Another 4 to 7 inches could fall Thursday, Baines said.

City officials in Cordova, a picturesque fishing community, already have learned that a regular shovel just won’t cut it when you’re digging out from nearly 15 feet of snow.

There were plenty of standard shovels around town. But what they needed was a larger version with a scoop that can push a cubic foot of snow or better at a time.

“That’s what’s missing in Alaska,” city spokesman Tim Joyce said Wednesday.

Not anymore.

“We will be shipping 72 shovels to Alaska by plane (Thursday) to help,” said Genevieve Gagne, product manager at the shovel’s maker, Quebec, Canada-based Garant.

The new shovels cost about $50 each, and the city is paying for them with its emergency funds.

The Yukon ergo sleigh shovels, with a 26-inch scoop, have a huge advantage over regular shovels. “Trying to lift snow all day with those is pretty backbreaking,” Joyce said.

“We have the National Guard right now using the standard shovel, and they’re getting pretty trashed everyday — not the shovels but the Guardsmen themselves,” he said.

Temperatures warmed Wednesday, when residents awoke to standing water because of stopped-up drains.

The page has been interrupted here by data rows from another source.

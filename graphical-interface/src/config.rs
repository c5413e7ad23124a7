use std::path::PathBuf;

use chrono::Local;
use view_controller::{
    projection::MAX_ZOOM,
    types::{normalize_country_code, LatLon},
    ExtentTable, ViewError,
};

pub const USAGE: &str =
    "Usage: bounded-map [--country CC] [--bounded] [--extents PATH] [--log-dir DIR] [--zoom N]";

/// Overrides the directory log files are written to.
pub const LOG_DIR_VAR: &str = "MAP_LOG_DIR";
/// Overrides the country extent table with a CSV file.
pub const EXTENTS_VAR: &str = "MAP_EXTENTS";

// Geometric center of Poland.
const INITIAL_LAT: f64 = 52.11431;
const INITIAL_LON: f64 = 19.423672;
const INITIAL_ZOOM: u8 = 6;

/// Startup settings of the map viewer.
#[derive(Debug, Clone, PartialEq)]
pub struct AppConfig {
    pub country: String,
    pub bounded: bool,
    pub extents_path: Option<PathBuf>,
    pub log_dir: PathBuf,
    pub zoom: u8,
    pub center: LatLon,
    pub session: String,
}

impl Default for AppConfig {
    fn default() -> Self {
        Self {
            country: "PL".to_string(),
            bounded: false,
            extents_path: None,
            log_dir: PathBuf::from("logs"),
            zoom: INITIAL_ZOOM,
            center: LatLon::new(INITIAL_LAT, INITIAL_LON),
            session: Local::now().format("%Y%m%d_%H%M%S").to_string(),
        }
    }
}

impl AppConfig {
    /// Builds the configuration from the defaults, then the environment (read
    /// through `lookup`), then the command line arguments (without the program
    /// name). Later sources win.
    ///
    /// # Errors
    /// A message including the usage line when an argument is unknown, misses
    /// its value or holds an invalid value.
    pub fn parse<F>(args: &[String], lookup: F) -> Result<Self, String>
    where
        F: Fn(&str) -> Option<String>,
    {
        let mut config = Self::default();

        if let Some(dir) = lookup(LOG_DIR_VAR).filter(|dir| !dir.trim().is_empty()) {
            config.log_dir = PathBuf::from(dir);
        }
        if let Some(path) = lookup(EXTENTS_VAR).filter(|path| !path.trim().is_empty()) {
            config.extents_path = Some(PathBuf::from(path));
        }

        let mut args = args.iter();
        while let Some(arg) = args.next() {
            match arg.as_str() {
                "--bounded" => config.bounded = true,
                "--country" => {
                    let value = next_value(&mut args, arg)?;
                    config.country =
                        normalize_country_code(value).map_err(|e| format!("{}\n{}", e, USAGE))?;
                }
                "--extents" => {
                    config.extents_path = Some(PathBuf::from(next_value(&mut args, arg)?));
                }
                "--log-dir" => {
                    config.log_dir = PathBuf::from(next_value(&mut args, arg)?);
                }
                "--zoom" => {
                    let value = next_value(&mut args, arg)?;
                    config.zoom = value
                        .parse::<u8>()
                        .ok()
                        .filter(|zoom| *zoom <= MAX_ZOOM)
                        .ok_or_else(|| {
                            format!("Invalid zoom '{}', expected 0-{}\n{}", value, MAX_ZOOM, USAGE)
                        })?;
                }
                "-h" | "--help" => return Err(USAGE.to_string()),
                other => return Err(format!("Unknown argument '{}'\n{}", other, USAGE)),
            }
        }

        Ok(config)
    }

    /// Loads the configured extent table, or the bundled one.
    pub fn load_extents(&self) -> Result<ExtentTable, ViewError> {
        match &self.extents_path {
            Some(path) => ExtentTable::from_path(path),
            None => ExtentTable::bundled(),
        }
    }
}

fn next_value<'a, I>(args: &mut I, flag: &str) -> Result<&'a String, String>
where
    I: Iterator<Item = &'a String>,
{
    args.next()
        .ok_or_else(|| format!("Missing value for {}\n{}", flag, USAGE))
}
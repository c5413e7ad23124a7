use crate::types::{LatLon, MapBounds};

/// The minimal set of capabilities the controller needs from a map widget.
///
/// Only `set_view` is required. Surfaces able to limit panning report it
/// through `supports_max_bounds` and implement the two bound methods.
pub trait MapSurface {
    fn set_view(&mut self, center: LatLon, zoom: u8);

    fn supports_max_bounds(&self) -> bool {
        false
    }

    fn set_max_bounds(&mut self, _bounds: &MapBounds) {}

    fn remove_max_bounds(&mut self) {}
}
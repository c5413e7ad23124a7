pub mod config;
mod map;
mod plugins;
pub mod surface;
mod widgets;
mod windows;

use config::AppConfig;
use logger::Logger;
use map::MapView;
use view_controller::ExtentTable;

const WINDOW_TITLE: &str = "Bounded Map";

/// Opens the map window and blocks until it is closed.
pub fn run(config: AppConfig, table: ExtentTable, logger: Logger) -> Result<(), eframe::Error> {
    eframe::run_native(
        WINDOW_TITLE,
        Default::default(),
        Box::new(move |cc| {
            Ok(Box::new(MapView::new(
                cc.egui_ctx.clone(),
                &config,
                table,
                logger,
            )))
        }),
    )
}
use egui::{Align2, RichText, Ui, Window};
use walkers::MapMemory;

/// Zoom buttons floating over the bottom left corner of the map.
pub fn zoom(ui: &Ui, map_memory: &mut MapMemory) {
    Window::new("Zoom")
        .collapsible(false)
        .resizable(false)
        .title_bar(false)
        .anchor(Align2::LEFT_BOTTOM, [10., -10.])
        .show(ui.ctx(), |ui| {
            ui.horizontal(|ui| {
                if ui.button(RichText::new("➕").heading()).clicked() {
                    let _ = map_memory.zoom_in();
                }

                if ui.button(RichText::new("➖").heading()).clicked() {
                    let _ = map_memory.zoom_out();
                }
            });
        });
}
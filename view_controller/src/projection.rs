//! Spherical (web) Mercator math used to decide which zoom level fits an
//! extent, matching the tiling scheme of slippy maps.

use std::ops::RangeInclusive;

use crate::types::{LatLon, MapBounds, ScreenSize};

/// Side of a map tile in pixels.
pub const TILE_SIZE: f64 = 256.0;
/// Lowest zoom level the controller will request.
pub const MIN_ZOOM: u8 = 0;
/// Highest zoom level the controller will request.
pub const MAX_ZOOM: u8 = 19;

const MAX_LATITUDE: f64 = 85.0511287798;
// Below this a pixel offset is float noise from projecting back and forth.
const PIXEL_EPSILON: f64 = 1e-6;

pub fn default_zoom_range() -> RangeInclusive<u8> {
    MIN_ZOOM..=MAX_ZOOM
}

/// Projects a position to global pixel coordinates at `zoom`, with the origin
/// at the north-west corner of the world and y growing southwards.
pub fn project(pos: LatLon, zoom: u8) -> (f64, f64) {
    project_at(pos, f64::from(zoom))
}

/// [`project`] for fractional zoom levels, as shown while the user zooms.
pub fn project_at(pos: LatLon, zoom: f64) -> (f64, f64) {
    let scale = world_size(zoom);
    let lat = pos.lat.clamp(-MAX_LATITUDE, MAX_LATITUDE).to_radians();

    let x = (pos.lon + 180.0) / 360.0 * scale;
    let y = (1.0 - (lat.tan() + 1.0 / lat.cos()).ln() / std::f64::consts::PI) / 2.0 * scale;
    (x, y)
}

/// Inverse of [`project_at`].
pub fn unproject(x: f64, y: f64, zoom: f64) -> LatLon {
    let scale = world_size(zoom);
    let lon = x / scale * 360.0 - 180.0;
    let lat = (std::f64::consts::PI * (1.0 - 2.0 * y / scale))
        .sinh()
        .atan()
        .to_degrees();
    LatLon::new(lat, lon)
}

fn world_size(zoom: f64) -> f64 {
    TILE_SIZE * 2_f64.powf(zoom)
}

/// Whether the whole of `bounds` is visible on a `screen` sized map centered
/// on `center` at `zoom`.
pub fn fits(bounds: &MapBounds, center: LatLon, zoom: u8, screen: ScreenSize) -> bool {
    let (cx, cy) = project(center, zoom);
    let (west, north) = project(LatLon::new(bounds.max_lat, bounds.min_lon), zoom);
    let (east, south) = project(LatLon::new(bounds.min_lat, bounds.max_lon), zoom);

    let needed_width = 2.0 * (cx - west).max(east - cx);
    let needed_height = 2.0 * (cy - north).max(south - cy);

    needed_width <= f64::from(screen.width) && needed_height <= f64::from(screen.height)
}

/// Where to move the center of a `screen` sized map at `zoom` so that the
/// visible area stays inside `bounds`. Returns `None` when it already does.
///
/// The box is shrunk by half the visible span on each side and the center is
/// clamped into what remains. On an axis where the box is narrower than the
/// screen the center goes to the middle of the box instead.
pub fn clamp_view(
    bounds: &MapBounds,
    center: LatLon,
    zoom: f64,
    screen: ScreenSize,
) -> Option<LatLon> {
    let (cx, cy) = project_at(center, zoom);
    let (west, north) = project_at(LatLon::new(bounds.max_lat, bounds.min_lon), zoom);
    let (east, south) = project_at(LatLon::new(bounds.min_lat, bounds.max_lon), zoom);

    let x = clamp_axis(cx, west, east, f64::from(screen.width) / 2.0);
    let y = clamp_axis(cy, north, south, f64::from(screen.height) / 2.0);

    if (x - cx).abs() <= PIXEL_EPSILON && (y - cy).abs() <= PIXEL_EPSILON {
        return None;
    }
    Some(unproject(x, y, zoom))
}

fn clamp_axis(center: f64, low: f64, high: f64, half_span: f64) -> f64 {
    if high - low <= 2.0 * half_span {
        (low + high) / 2.0
    } else {
        center.clamp(low + half_span, high - half_span)
    }
}

/// The most zoomed-in level of `zoom_range` at which `bounds` still fits
/// around `center`.
///
/// The visible span halves with every zoom step, so the scan stops at the
/// first level that no longer fits. When not even the lowest level fits, the
/// lowest level is returned.
pub fn fit_zoom(
    bounds: &MapBounds,
    center: LatLon,
    screen: ScreenSize,
    zoom_range: &RangeInclusive<u8>,
) -> u8 {
    let mut best = *zoom_range.start();
    for zoom in zoom_range.clone() {
        if fits(bounds, center, zoom, screen) {
            best = zoom;
        } else {
            break;
        }
    }
    best
}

The rain also made the existing snow heavier.

The warmer temperatures — about 35 degrees midday Wednesday — brought another hazard to the Prince William Sound community of 2,200 people: avalanche danger.

There’s one road leading out, and it was closed though it could be opened for emergency vehicles.

The city also is warning people not to stand under the eaves of their houses to clear snow off the roof for fear the snow will come down on them.

“There’s a real high potential that if it does slide, they’d be buried,” he said.

So far, four commercial buildings and two homes have been damaged from snow accumulation on roofs. A 24-unit apartment complex also had to be evacuated.

In the meantime, a Russian tanker and a Coast Guard icebreaker are again making progress in the ice-choked and frozen waters of the Bering Sea.

Coast Guard spokesman David Mosley says the tanker and the icebreaker are 78 miles from Nome. Mosley says conditions in the Bering Sea continue to be challenging, but the tanker and the icebreaker are again making headway.

Thick ice, wind and unfavorable ocean currents had the vessels making little progress Tuesday, but conditions improved Wednesday.

The tanker is loaded with 1.3 million gallons of fuel for Nome. The city missed its final pre-winter delivery of fuel by barge when a big storm swept the region last fall. Without the delivery, Nome could run short of fuel before a barge delivery becomes possible in late spring.